■ Task
Return exactly the lines that run from the one with "pub struct LogSink;" to the last line of the entries below, both included, and nothing else.

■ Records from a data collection
+---+

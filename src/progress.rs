//! Progress notification sinks.
//!
//! The caller of the gate may supply a sink that receives informational lines
//! while a request is handled. Delivery is best-effort: a failing sink is
//! logged and otherwise ignored.

use tokio::sync::mpsc;

use crate::security::sanitize_for_display;

/// Error returned by a sink that could not accept a message.
#[derive(Debug, Clone, PartialEq, Eq)]
pub struct SinkError(pub String);

impl std::fmt::Display for SinkError {
    fn fmt(&self, f: &mut std::fmt::Formatter<'_>) -> std::fmt::Result {
        write!(f, "progress sink rejected message: {}", self.0)
    }
}

impl std::error::Error for SinkError {}

/// Receiver of informational progress lines.
///
/// Implementations must not block.
pub trait ProgressSink: Send + Sync {
    /// Deliver one informational line.
    fn info(&self, message: &str) -> Result<(), SinkError>;
}

/// Sink that discards everything.
#[derive(Debug, Clone, Copy, Default)]
pub struct NullSink;

impl ProgressSink for NullSink {
    fn info(&self, _message: &str) -> Result<(), SinkError> {
        Ok(())
    }
}

/// Sink that forwards lines to the tracing subscriber.
///
/// Control characters are stripped before logging.
#[derive(Debug, Clone, Copy, Default)]
pub struct LogSink;

impl ProgressSink for LogSink {
    fn info(&self, message: &str) -> Result<(), SinkError> {
        tracing::info!(target: "shell_gate::progress", "{}", sanitize_for_display(message));
        Ok(())
    }
}

impl ProgressSink for mpsc::UnboundedSender<String> {
    fn info(&self, message: &str) -> Result<(), SinkError> {
        self.send(message.to_string())
            .map_err(|_| SinkError("receiver dropped".into()))
    }
}

#[cfg(test)]
mod tests {
    use super::*;
    use crate::logging::capture::LogCapture;

    #[test]
    fn test_null_sink() {
        assert!(NullSink.info("anything").is_ok());
    }

    #[test]
    fn test_log_sink() {
        let _ = crate::logging::try_init(None);
        assert!(LogSink.info("Running command: echo hi").is_ok());
    }

    #[test]
    fn test_log_sink_strips_control_characters() {
        let capture = LogCapture::default();
        tracing::subscriber::with_default(capture.subscriber(), || {
            LogSink
                .info("Running command: echo \x1b[2Jcleared\x07")
                .unwrap();
        });

        let logged = capture.contents();
        assert!(logged.contains("Running command: echo [2Jcleared"));
        assert!(!logged.contains('\x1b'));
        assert!(!logged.contains('\x07'));
    }

    #[test]
    fn test_channel_sink_delivers() {
        let (tx, mut rx) = mpsc::unbounded_channel();
        tx.info("first").unwrap();
        tx.info("second").unwrap();
        assert_eq!(rx.try_recv().unwrap(), "first");
        assert_eq!(rx.try_recv().unwrap(), "second");
    }

    #[test]
    fn test_channel_sink_closed() {
        let (tx, rx) = mpsc::unbounded_channel::<String>();
        drop(rx);
        let err = tx.info("lost").unwrap_err();
        assert!(err.to_string().contains("receiver dropped"));
    }
}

+---+

■ Output
pub struct LogSink;

impl ProgressSink for LogSink {
    fn info(&self, message: &str) -> Result<(), SinkError> {
        tracing::info!(target: "shell_gate::progress", "{}", sanitize_for_display(message));
        Ok(())
    }
}

impl ProgressSink for mpsc::UnboundedSender<String> {
    fn info(&self, message: &str) -> Result<(), SinkError> {
        self.send(message.to_string())
            .map_err(|_| SinkError("receiver dropped".into()))
    }
}

#[cfg(test)]
mod tests {
    use super::*;
    use crate::logging::capture::LogCapture;

    #[test]
    fn test_null_sink() {
        assert!(NullSink.info("anything").is_ok());
    }

    #[test]
    fn test_log_sink() {
        let _ = crate::logging::try_init(None);
        assert!(LogSink.info("Running command: echo hi").is_ok());
    }

    #[test]
    fn test_log_sink_strips_control_characters() {
        let capture = LogCapture::default();
        tracing::subscriber::with_default(capture.subscriber(), || {
            LogSink
                .info("Running command: echo \x1b[2Jcleared\x07")
                .unwrap();
        });

        let logged = capture.contents();
        assert!(logged.contains("Running command: echo [2Jcleared"));
        assert!(!logged.contains('\x1b'));
        assert!(!logged.contains('\x07'));
    }

    #[test]
    fn test_channel_sink_delivers() {
        let (tx, mut rx) = mpsc::unbounded_channel();
        tx.info("first").unwrap();
        tx.info("second").unwrap();
        assert_eq!(rx.try_recv().unwrap(), "first");
        assert_eq!(rx.try_recv().unwrap(), "second");
    }

    #[test]
    fn test_channel_sink_closed() {
        let (tx, rx) = mpsc::unbounded_channel::<String>();
        drop(rx);
        let err = tx.info("lost").unwrap_err();
        assert!(err.to_string().contains("receiver dropped"));
    }
}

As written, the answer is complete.